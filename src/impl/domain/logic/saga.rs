use fractic_server_error::ServerError;
use futures::future::BoxFuture;
use tracing::{error, warn};

use crate::errors::CompensationFailed;

struct Compensation<'a> {
    step: &'static str,
    undo: BoxFuture<'a, Result<(), ServerError>>,
}

/// Rollback log for a write that spans several store calls.
///
/// After each successful step, the caller records the action that undoes it.
/// If a later step fails, [`Saga::abort`] runs the recorded actions newest
/// first. Undo futures are not polled until then.
pub(crate) struct Saga<'a> {
    operation: &'static str,
    rollback_log: Vec<Compensation<'a>>,
}

impl<'a> Saga<'a> {
    pub(crate) fn new(operation: &'static str) -> Self {
        Self {
            operation,
            rollback_log: Vec::new(),
        }
    }

    pub(crate) fn record(
        &mut self,
        step: &'static str,
        undo: BoxFuture<'a, Result<(), ServerError>>,
    ) {
        self.rollback_log.push(Compensation { step, undo });
    }

    /// Discards the rollback log.
    pub(crate) fn commit(self) {}

    /// Rolls back every recorded step and returns the error to surface.
    ///
    /// On a clean rollback this is `cause`. If an undo action fails, the
    /// remaining ones are skipped and a `CompensationFailed` error carrying
    /// both failures is returned instead.
    pub(crate) async fn abort(self, failed_step: &'static str, cause: ServerError) -> ServerError {
        warn!(
            operation = self.operation,
            failed_step,
            steps = self.rollback_log.len(),
            "rolling back"
        );
        let mut log = self.rollback_log;
        while let Some(Compensation { step, undo }) = log.pop() {
            if let Err(undo_error) = undo.await {
                error!(
                    operation = self.operation,
                    failed_step,
                    compensated_step = step,
                    "rollback failed; write left partially applied"
                );
                return CompensationFailed::with_debug(
                    self.operation,
                    failed_step,
                    step,
                    &(cause, undo_error),
                );
            }
        }
        cause
    }
}
use fractic_server_error::ServerError;

use crate::{
    entities::{ClientId, InvoiceItemInput},
    errors::{EmptyInvoiceItems, InvalidClientReference, InvalidInvoiceItem, InvalidTaxRate},
};

/// Values the client picker submits when nothing was selected.
const PLACEHOLDER_CLIENT_IDS: &[&str] = &["none", "placeholder", "select", "undefined", "null"];

/// Form-level checks that run before any store call.
pub(crate) struct InvoiceValidator;

impl InvoiceValidator {
    pub(crate) fn validate_client(client_id: &ClientId) -> Result<(), ServerError> {
        let raw = client_id.as_str().trim();
        if raw.is_empty()
            || PLACEHOLDER_CLIENT_IDS
                .iter()
                .any(|p| p.eq_ignore_ascii_case(raw))
        {
            return Err(InvalidClientReference::new(client_id.as_str()));
        }
        Ok(())
    }

    pub(crate) fn validate_items(items: &[InvoiceItemInput]) -> Result<(), ServerError> {
        if items.is_empty() {
            return Err(EmptyInvoiceItems::new());
        }
        for (i, item) in items.iter().enumerate() {
            // 1-based, matching what the form shows.
            let position = i + 1;
            if item.description.trim().is_empty() {
                return Err(InvalidInvoiceItem::new(position, "description is empty"));
            }
            if item.quantity <= 0 {
                return Err(InvalidInvoiceItem::new(
                    position,
                    "quantity must be greater than zero",
                ));
            }
            if !item.rate.is_finite() || item.rate < 0.0 {
                return Err(InvalidInvoiceItem::new(
                    position,
                    "rate must be a non-negative number",
                ));
            }
        }
        Ok(())
    }

    pub(crate) fn validate_tax_rate(tax_rate: f64) -> Result<(), ServerError> {
        if !tax_rate.is_finite() || tax_rate < 0.0 {
            return Err(InvalidTaxRate::new(tax_rate));
        }
        Ok(())
    }

    pub(crate) fn validate_new(
        client_id: &ClientId,
        items: &[InvoiceItemInput],
        tax_rate: f64,
    ) -> Result<(), ServerError> {
        Self::validate_client(client_id)?;
        Self::validate_items(items)?;
        Self::validate_tax_rate(tax_rate)
    }
}
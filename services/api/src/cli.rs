use crate::demo::{run_demo, DemoArgs};
use crate::server;
use clap::{Args, Parser, Subcommand};
use loan_desk::error::AppError;

#[derive(Parser, Debug)]
#[command(
    name = "Loan Desk",
    about = "Serve or demonstrate credit scoring and loan decisions from the command line",
    version
)]
struct Cli {
    #[command(subcommand)]
    command: Option<Command>,
}

#[derive(Subcommand, Debug)]
enum Command {
    /// Start the HTTP service (default command)
    Serve(ServeArgs),
    /// Seed an in-memory desk and print eligibility and issuance decisions
    Demo(DemoArgs),
}

#[derive(Args, Debug, Default)]
pub(crate) struct ServeArgs {
    /// Override the configured host for the HTTP server
    #[arg(long)]
    pub(crate) host: Option<String>,
    /// Override the configured port for the HTTP server
    #[arg(long)]
    pub(crate) port: Option<u16>,
}

pub(crate) async fn run() -> Result<(), AppError> {
    let cli = Cli::parse();
    let command = cli
        .command
        .unwrap_or_else(|| Command::Serve(ServeArgs::default()));

    match command {
        Command::Serve(args) => server::run(args).await,
        Command::Demo(args) => run_demo(args),
    }
}
//! Credit scoring, loan eligibility, and loan issuance for the loan desk service.

pub mod config;
pub mod error;
pub mod lending;
pub mod telemetry;
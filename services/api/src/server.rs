use crate::cli::ServeArgs;
use crate::infra::{AppState, InMemoryLendingStore};
use crate::routes::with_lending_routes;
use axum::Extension;
use axum_prometheus::PrometheusMetricLayer;
use loan_desk::config::AppConfig;
use loan_desk::error::AppError;
use loan_desk::lending::LoanDeskService;
use loan_desk::telemetry;
use std::sync::atomic::Ordering;
use std::sync::Arc;
use tracing::info;

pub(crate) async fn run(mut args: ServeArgs) -> Result<(), AppError> {
    let mut config = AppConfig::load()?;

    if let Some(host) = args.host.take() {
        config.server.host = host;
    }
    if let Some(port) = args.port.take() {
        config.server.port = port;
    }

    telemetry::init(&config.telemetry)?;

    let (prometheus_layer, prometheus_handle) = PrometheusMetricLayer::pair();
    let readiness_flag = Arc::new(std::sync::atomic::AtomicBool::new(false));
    let app_state = AppState {
        readiness: readiness_flag.clone(),
        metrics: Arc::new(prometheus_handle),
    };

    let store = Arc::new(InMemoryLendingStore::default());
    let service = Arc::new(LoanDeskService::new(store, config.lending.clone()));

    let app = with_lending_routes(service)
        .layer(Extension(app_state))
        .layer(prometheus_layer);

    let addr = config.server.socket_addr()?;
    let listener = tokio::net::TcpListener::bind(addr).await?;
    readiness_flag.store(true, Ordering::Release);

    info!(
        ?config.environment,
        %addr,
        max_emi_salary_ratio = config.lending.max_emi_salary_ratio,
        "loan desk ready"
    );

    axum::serve(listener, app).await?;
    Ok(())
}
use std::collections::BTreeMap;
use std::sync::{Arc, Mutex};

use axum::response::Response;
use chrono::{Duration, NaiveDate};
use serde_json::Value;

use crate::lending::domain::{Customer, CustomerId, Loan, LoanId, NewCustomer, NewLoan};
use crate::lending::store::{LendingStore, StoreError};
use crate::lending::{lending_router, LendingPolicy, LoanDeskService};

pub(super) fn today() -> NaiveDate {
    NaiveDate::from_ymd_opt(2025, 6, 15).expect("valid date")
}

pub(super) fn policy() -> LendingPolicy {
    LendingPolicy::default()
}

#[derive(Default)]
struct Tables {
    customers: BTreeMap<CustomerId, Customer>,
    loans: BTreeMap<LoanId, Loan>,
}

#[derive(Default, Clone)]
pub(super) struct MemoryStore {
    tables: Arc<Mutex<Tables>>,
}

impl MemoryStore {
    pub(super) fn customer(&self, monthly_salary: u64, approved_limit: u64) -> CustomerId {
        self.insert_customer(NewCustomer {
            first_name: "Asha".to_string(),
            last_name: "Rao".to_string(),
            age: 34,
            phone_number: 9_876_543_210,
            monthly_salary,
            approved_limit,
        })
        .expect("customer inserted")
        .id
    }

    pub(super) fn loan(
        &self,
        customer_id: CustomerId,
        loan_amount: f64,
        monthly_repayment: f64,
        emis_paid_on_time: u32,
        end_date: NaiveDate,
    ) -> LoanId {
        self.insert_loan(NewLoan {
            customer_id,
            loan_amount,
            tenure: 12,
            interest_rate: 10.0,
            monthly_repayment,
            emis_paid_on_time,
            start_date: end_date - Duration::days(360),
            end_date,
        })
        .expect("loan inserted")
        .id
    }

    /// Closed loans count toward history but not toward debt or obligations.
    pub(super) fn closed_loans(&self, customer_id: CustomerId, count: usize, on_time_each: u32) {
        let ended = today() - Duration::days(30);
        for _ in 0..count {
            self.loan(customer_id, 50_000.0, 4_500.0, on_time_each, ended);
        }
    }

    pub(super) fn loan_count(&self) -> usize {
        self.tables.lock().expect("store mutex poisoned").loans.len()
    }
}

impl LendingStore for MemoryStore {
    fn get_customer(&self, id: CustomerId) -> Result<Option<Customer>, StoreError> {
        let tables = self.tables.lock().expect("store mutex poisoned");
        Ok(tables.customers.get(&id).cloned())
    }

    fn list_loans_for_customer(&self, customer_id: CustomerId) -> Result<Vec<Loan>, StoreError> {
        let tables = self.tables.lock().expect("store mutex poisoned");
        Ok(tables
            .loans
            .values()
            .filter(|loan| loan.customer_id == customer_id)
            .cloned()
            .collect())
    }

    fn insert_loan(&self, loan: NewLoan) -> Result<Loan, StoreError> {
        let mut tables = self.tables.lock().expect("store mutex poisoned");
        if !tables.customers.contains_key(&loan.customer_id) {
            return Err(StoreError::MissingCustomer(loan.customer_id));
        }
        let id = LoanId(tables.loans.len() as i64 + 1);
        let stored = Loan {
            id,
            customer_id: loan.customer_id,
            loan_amount: loan.loan_amount,
            tenure: loan.tenure,
            interest_rate: loan.interest_rate,
            monthly_repayment: loan.monthly_repayment,
            emis_paid_on_time: loan.emis_paid_on_time,
            start_date: loan.start_date,
            end_date: loan.end_date,
        };
        tables.loans.insert(id, stored.clone());
        Ok(stored)
    }

    fn insert_customer(&self, customer: NewCustomer) -> Result<Customer, StoreError> {
        let mut tables = self.tables.lock().expect("store mutex poisoned");
        let id = CustomerId(tables.customers.len() as i64 + 1);
        let stored = Customer {
            id,
            first_name: customer.first_name,
            last_name: customer.last_name,
            age: customer.age,
            phone_number: customer.phone_number,
            monthly_salary: customer.monthly_salary,
            approved_limit: customer.approved_limit,
        };
        tables.customers.insert(id, stored.clone());
        Ok(stored)
    }

    fn get_loan(&self, id: LoanId) -> Result<Option<Loan>, StoreError> {
        let tables = self.tables.lock().expect("store mutex poisoned");
        Ok(tables.loans.get(&id).cloned())
    }

    fn list_customers(&self) -> Result<Vec<Customer>, StoreError> {
        let tables = self.tables.lock().expect("store mutex poisoned");
        Ok(tables.customers.values().cloned().collect())
    }

    fn list_loans(&self) -> Result<Vec<Loan>, StoreError> {
        let tables = self.tables.lock().expect("store mutex poisoned");
        Ok(tables.loans.values().cloned().collect())
    }
}

/// Reads succeed from the wrapped store but every write is refused.
pub(super) struct ReadOnlyStore {
    pub(super) inner: MemoryStore,
}

impl LendingStore for ReadOnlyStore {
    fn get_customer(&self, id: CustomerId) -> Result<Option<Customer>, StoreError> {
        self.inner.get_customer(id)
    }

    fn list_loans_for_customer(&self, customer_id: CustomerId) -> Result<Vec<Loan>, StoreError> {
        self.inner.list_loans_for_customer(customer_id)
    }

    fn insert_loan(&self, _loan: NewLoan) -> Result<Loan, StoreError> {
        Err(StoreError::Unavailable("read only replica".to_string()))
    }

    fn insert_customer(&self, _customer: NewCustomer) -> Result<Customer, StoreError> {
        Err(StoreError::Unavailable("read only replica".to_string()))
    }

    fn get_loan(&self, id: LoanId) -> Result<Option<Loan>, StoreError> {
        self.inner.get_loan(id)
    }

    fn list_customers(&self) -> Result<Vec<Customer>, StoreError> {
        self.inner.list_customers()
    }

    fn list_loans(&self) -> Result<Vec<Loan>, StoreError> {
        self.inner.list_loans()
    }
}

pub(super) struct UnavailableStore;

impl LendingStore for UnavailableStore {
    fn get_customer(&self, _id: CustomerId) -> Result<Option<Customer>, StoreError> {
        Err(StoreError::Unavailable("database offline".to_string()))
    }

    fn list_loans_for_customer(&self, _customer_id: CustomerId) -> Result<Vec<Loan>, StoreError> {
        Err(StoreError::Unavailable("database offline".to_string()))
    }

    fn insert_loan(&self, _loan: NewLoan) -> Result<Loan, StoreError> {
        Err(StoreError::Unavailable("database offline".to_string()))
    }

    fn insert_customer(&self, _customer: NewCustomer) -> Result<Customer, StoreError> {
        Err(StoreError::Unavailable("database offline".to_string()))
    }

    fn get_loan(&self, _id: LoanId) -> Result<Option<Loan>, StoreError> {
        Err(StoreError::Unavailable("database offline".to_string()))
    }

    fn list_customers(&self) -> Result<Vec<Customer>, StoreError> {
        Err(StoreError::Unavailable("database offline".to_string()))
    }

    fn list_loans(&self) -> Result<Vec<Loan>, StoreError> {
        Err(StoreError::Unavailable("database offline".to_string()))
    }
}

pub(super) fn build_service() -> (LoanDeskService<MemoryStore>, Arc<MemoryStore>) {
    let store = Arc::new(MemoryStore::default());
    let service = LoanDeskService::new(store.clone(), policy());
    (service, store)
}

pub(super) fn router_with_store(store: Arc<MemoryStore>) -> axum::Router {
    lending_router(Arc::new(LoanDeskService::new(store, policy())))
}

pub(super) async fn read_json_body(response: Response) -> Value {
    let body = axum::body::to_bytes(response.into_body(), 64 * 1024)
        .await
        .expect("read body");
    serde_json::from_slice(&body).expect("json payload")
}
mod cli;
mod demo;
mod infra;
mod routes;
mod server;

use loan_desk::error::AppError;

pub async fn run() -> Result<(), AppError> {
    cli::run().await
}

Problem
Each line of the records, from the opening one through the line holding "while let Some(Compensation", should be restated word for word, with nothing else in the answer.

Result of the task
filename src/impl/domain/logic/saga.rs
use fractic_server_error::ServerError;
use futures::future::BoxFuture;
use tracing::{error, warn};

use crate::errors::CompensationFailed;

struct Compensation<'a> {
    step: &'static str,
    undo: BoxFuture<'a, Result<(), ServerError>>,
}

/// Rollback log for a write that spans several store calls.
///
/// After each successful step, the caller records the action that undoes it.
/// If a later step fails, [`Saga::abort`] runs the recorded actions newest
/// first. Undo futures are not polled until then.
pub(crate) struct Saga<'a> {
    operation: &'static str,
    rollback_log: Vec<Compensation<'a>>,
}

impl<'a> Saga<'a> {
    pub(crate) fn new(operation: &'static str) -> Self {
        Self {
            operation,
            rollback_log: Vec::new(),
        }
    }

    pub(crate) fn record(
        &mut self,
        step: &'static str,
        undo: BoxFuture<'a, Result<(), ServerError>>,
    ) {
        self.rollback_log.push(Compensation { step, undo });
    }

    /// Discards the rollback log.
    pub(crate) fn commit(self) {}

    /// Rolls back every recorded step and returns the error to surface.
    ///
    /// On a clean rollback this is `cause`. If an undo action fails, the
    /// remaining ones are skipped and a `CompensationFailed` error carrying
    /// both failures is returned instead.
    pub(crate) async fn abort(self, failed_step: &'static str, cause: ServerError) -> ServerError {
        warn!(
            operation = self.operation,
            failed_step,
            steps = self.rollback_log.len(),
            "rolling back"
        );
        let mut log = self.rollback_log;
        while let Some(Compensation { step, undo }) = log.pop() {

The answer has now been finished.